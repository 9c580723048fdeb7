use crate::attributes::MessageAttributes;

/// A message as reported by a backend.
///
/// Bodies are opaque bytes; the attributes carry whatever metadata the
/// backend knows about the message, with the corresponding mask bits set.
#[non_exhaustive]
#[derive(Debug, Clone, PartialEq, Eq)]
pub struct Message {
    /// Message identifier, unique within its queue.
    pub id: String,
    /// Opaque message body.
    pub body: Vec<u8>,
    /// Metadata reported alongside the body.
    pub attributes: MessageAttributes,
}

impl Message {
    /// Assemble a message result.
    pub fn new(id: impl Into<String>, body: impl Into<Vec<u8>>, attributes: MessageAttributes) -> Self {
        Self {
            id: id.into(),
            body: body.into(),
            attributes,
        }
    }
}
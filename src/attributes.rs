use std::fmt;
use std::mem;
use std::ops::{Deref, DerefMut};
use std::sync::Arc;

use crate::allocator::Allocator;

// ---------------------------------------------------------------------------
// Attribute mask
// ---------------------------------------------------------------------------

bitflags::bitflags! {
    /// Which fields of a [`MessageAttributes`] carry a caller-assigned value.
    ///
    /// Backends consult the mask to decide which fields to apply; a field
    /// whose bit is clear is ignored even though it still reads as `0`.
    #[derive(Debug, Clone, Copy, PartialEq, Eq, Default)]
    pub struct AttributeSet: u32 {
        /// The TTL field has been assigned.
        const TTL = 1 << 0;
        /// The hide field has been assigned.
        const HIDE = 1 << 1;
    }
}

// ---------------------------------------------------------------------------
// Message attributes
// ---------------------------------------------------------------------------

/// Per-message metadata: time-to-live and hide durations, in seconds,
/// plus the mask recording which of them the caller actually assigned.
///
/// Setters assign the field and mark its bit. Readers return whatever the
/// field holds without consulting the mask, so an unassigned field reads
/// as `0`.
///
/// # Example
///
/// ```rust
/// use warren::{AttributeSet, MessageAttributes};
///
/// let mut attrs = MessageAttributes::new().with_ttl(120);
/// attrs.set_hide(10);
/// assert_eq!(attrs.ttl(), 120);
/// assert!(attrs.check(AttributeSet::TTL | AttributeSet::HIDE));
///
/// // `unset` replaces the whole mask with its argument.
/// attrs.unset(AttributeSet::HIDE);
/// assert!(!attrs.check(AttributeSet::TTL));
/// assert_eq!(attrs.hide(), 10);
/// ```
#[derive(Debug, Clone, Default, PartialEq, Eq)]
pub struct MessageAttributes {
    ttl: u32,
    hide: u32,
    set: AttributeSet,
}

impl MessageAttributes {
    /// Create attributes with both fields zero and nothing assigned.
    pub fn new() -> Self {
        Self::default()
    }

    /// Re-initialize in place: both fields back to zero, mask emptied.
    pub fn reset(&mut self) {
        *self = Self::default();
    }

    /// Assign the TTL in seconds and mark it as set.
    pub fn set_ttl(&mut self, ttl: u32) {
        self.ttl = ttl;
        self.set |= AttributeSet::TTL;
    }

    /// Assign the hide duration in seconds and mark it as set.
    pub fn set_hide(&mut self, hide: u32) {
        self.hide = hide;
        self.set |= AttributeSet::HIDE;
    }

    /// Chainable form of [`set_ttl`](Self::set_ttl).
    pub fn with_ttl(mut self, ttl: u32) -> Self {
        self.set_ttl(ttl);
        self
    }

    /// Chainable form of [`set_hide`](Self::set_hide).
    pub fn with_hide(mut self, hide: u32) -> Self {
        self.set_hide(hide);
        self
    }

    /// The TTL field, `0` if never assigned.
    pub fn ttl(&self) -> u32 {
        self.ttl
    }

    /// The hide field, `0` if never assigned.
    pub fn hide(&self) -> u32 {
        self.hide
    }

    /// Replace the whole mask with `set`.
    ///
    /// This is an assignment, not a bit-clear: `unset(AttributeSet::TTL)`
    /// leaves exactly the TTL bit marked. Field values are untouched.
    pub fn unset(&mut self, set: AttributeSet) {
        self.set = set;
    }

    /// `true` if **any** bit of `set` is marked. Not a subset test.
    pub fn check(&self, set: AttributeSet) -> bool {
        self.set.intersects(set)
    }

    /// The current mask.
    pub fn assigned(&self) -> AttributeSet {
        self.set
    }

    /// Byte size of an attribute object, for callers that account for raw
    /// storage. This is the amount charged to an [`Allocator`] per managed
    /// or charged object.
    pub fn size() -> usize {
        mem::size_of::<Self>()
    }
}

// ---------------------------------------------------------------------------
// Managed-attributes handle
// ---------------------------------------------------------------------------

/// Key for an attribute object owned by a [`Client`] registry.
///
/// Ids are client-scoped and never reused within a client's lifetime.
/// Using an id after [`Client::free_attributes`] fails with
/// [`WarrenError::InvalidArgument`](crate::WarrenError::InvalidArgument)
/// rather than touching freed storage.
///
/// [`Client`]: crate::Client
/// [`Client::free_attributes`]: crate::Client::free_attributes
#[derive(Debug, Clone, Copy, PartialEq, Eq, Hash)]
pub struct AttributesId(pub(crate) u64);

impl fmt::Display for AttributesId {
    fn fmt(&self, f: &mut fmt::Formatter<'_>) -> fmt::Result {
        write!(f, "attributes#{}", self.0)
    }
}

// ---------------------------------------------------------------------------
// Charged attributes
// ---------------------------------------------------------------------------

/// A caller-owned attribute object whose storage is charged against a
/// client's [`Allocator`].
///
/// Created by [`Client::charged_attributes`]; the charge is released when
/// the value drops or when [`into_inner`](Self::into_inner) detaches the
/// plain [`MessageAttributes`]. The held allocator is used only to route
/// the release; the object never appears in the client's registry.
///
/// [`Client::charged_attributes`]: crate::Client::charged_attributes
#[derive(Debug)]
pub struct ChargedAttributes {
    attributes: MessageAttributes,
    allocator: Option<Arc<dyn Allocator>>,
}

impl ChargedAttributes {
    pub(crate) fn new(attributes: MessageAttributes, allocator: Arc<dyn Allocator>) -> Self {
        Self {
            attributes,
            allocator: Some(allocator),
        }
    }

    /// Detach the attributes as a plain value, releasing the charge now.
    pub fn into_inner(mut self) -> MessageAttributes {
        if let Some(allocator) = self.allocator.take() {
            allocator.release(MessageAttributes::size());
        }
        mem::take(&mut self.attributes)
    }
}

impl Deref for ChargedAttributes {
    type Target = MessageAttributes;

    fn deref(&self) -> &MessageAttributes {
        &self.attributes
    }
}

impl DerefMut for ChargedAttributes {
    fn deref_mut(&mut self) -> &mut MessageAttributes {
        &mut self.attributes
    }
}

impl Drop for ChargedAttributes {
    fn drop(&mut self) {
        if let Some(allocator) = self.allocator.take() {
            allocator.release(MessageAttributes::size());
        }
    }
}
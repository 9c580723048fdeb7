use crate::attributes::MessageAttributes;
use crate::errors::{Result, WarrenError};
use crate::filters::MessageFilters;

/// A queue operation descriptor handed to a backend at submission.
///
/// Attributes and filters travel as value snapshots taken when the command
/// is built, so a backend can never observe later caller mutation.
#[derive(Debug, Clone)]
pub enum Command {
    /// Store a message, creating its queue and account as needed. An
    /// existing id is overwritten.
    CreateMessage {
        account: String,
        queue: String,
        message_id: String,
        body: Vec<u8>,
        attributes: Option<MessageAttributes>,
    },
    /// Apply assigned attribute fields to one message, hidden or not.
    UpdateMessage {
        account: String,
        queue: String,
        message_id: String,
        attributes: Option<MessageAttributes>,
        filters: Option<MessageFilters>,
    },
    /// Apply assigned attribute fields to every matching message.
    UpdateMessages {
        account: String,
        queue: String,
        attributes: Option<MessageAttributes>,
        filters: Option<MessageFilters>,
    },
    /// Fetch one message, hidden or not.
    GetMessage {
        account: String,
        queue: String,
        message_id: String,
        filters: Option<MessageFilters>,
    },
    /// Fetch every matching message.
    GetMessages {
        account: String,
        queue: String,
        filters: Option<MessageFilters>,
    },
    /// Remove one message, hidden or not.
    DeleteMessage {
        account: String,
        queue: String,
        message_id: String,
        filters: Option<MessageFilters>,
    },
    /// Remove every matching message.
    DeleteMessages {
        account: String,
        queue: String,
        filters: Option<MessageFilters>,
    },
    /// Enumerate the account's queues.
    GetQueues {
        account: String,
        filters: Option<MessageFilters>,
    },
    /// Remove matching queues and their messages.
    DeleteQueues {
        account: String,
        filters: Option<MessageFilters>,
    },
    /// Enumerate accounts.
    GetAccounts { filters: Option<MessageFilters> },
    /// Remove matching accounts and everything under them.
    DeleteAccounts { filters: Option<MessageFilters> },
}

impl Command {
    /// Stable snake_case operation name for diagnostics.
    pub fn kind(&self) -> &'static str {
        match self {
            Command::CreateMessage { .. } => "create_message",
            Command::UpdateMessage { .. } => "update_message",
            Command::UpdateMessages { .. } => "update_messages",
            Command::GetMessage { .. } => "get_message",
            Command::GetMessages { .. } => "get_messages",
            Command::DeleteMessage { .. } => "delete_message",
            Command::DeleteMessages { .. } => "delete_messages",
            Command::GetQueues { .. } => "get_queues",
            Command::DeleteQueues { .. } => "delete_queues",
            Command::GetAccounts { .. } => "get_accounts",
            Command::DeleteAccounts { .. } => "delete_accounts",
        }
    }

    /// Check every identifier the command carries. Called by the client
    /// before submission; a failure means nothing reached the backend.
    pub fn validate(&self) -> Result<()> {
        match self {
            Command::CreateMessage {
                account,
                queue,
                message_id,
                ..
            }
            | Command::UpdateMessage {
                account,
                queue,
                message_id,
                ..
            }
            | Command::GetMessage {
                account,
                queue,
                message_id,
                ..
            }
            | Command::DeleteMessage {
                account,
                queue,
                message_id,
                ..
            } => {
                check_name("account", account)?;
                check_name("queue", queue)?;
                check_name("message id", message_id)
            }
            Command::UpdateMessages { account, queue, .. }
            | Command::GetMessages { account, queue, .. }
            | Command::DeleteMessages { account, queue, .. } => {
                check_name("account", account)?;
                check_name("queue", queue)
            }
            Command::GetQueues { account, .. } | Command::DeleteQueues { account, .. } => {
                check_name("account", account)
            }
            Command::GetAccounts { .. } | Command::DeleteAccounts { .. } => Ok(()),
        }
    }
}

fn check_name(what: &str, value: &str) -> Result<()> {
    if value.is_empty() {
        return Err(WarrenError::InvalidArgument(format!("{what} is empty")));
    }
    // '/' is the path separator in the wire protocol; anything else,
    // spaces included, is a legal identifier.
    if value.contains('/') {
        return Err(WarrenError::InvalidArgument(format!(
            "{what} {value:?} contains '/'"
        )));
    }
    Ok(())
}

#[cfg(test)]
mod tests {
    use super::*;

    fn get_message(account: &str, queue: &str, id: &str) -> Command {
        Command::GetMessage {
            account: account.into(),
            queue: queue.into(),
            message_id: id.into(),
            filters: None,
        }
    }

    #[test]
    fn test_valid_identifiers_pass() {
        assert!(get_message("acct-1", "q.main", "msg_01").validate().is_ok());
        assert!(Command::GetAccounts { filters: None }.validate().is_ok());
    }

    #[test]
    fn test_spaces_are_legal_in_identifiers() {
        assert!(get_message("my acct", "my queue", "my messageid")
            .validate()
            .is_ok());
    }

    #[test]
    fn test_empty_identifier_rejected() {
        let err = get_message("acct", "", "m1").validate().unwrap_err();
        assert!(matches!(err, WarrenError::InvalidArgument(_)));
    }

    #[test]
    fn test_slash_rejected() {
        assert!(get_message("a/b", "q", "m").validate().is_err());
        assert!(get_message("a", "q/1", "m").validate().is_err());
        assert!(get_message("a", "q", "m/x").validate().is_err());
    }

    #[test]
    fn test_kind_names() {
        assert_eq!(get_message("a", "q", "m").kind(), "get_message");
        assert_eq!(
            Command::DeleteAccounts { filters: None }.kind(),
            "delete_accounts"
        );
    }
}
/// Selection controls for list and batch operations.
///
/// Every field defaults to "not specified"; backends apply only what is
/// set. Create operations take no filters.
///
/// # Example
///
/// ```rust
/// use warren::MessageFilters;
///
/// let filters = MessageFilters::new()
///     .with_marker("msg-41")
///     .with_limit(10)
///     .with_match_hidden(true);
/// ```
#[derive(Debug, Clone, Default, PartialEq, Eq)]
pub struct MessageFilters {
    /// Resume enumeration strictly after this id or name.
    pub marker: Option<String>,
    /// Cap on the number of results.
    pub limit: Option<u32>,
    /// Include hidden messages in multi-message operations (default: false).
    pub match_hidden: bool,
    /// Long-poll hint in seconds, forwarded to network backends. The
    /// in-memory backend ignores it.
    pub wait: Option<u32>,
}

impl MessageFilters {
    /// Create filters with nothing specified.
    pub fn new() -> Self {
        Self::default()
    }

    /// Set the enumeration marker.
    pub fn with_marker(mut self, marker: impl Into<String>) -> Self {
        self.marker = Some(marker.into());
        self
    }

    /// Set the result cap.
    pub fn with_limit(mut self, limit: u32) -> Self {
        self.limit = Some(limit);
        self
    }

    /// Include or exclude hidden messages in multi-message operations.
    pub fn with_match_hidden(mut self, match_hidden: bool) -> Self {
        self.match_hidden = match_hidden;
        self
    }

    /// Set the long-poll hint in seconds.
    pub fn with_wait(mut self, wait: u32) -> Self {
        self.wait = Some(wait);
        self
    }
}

○ ○ ○ ○

**YOUR INSTRUCTIONS:** Your answer must be a single number, the count of lines in the data that hold the string "never".

**COMPLETED EXERCISE:** 5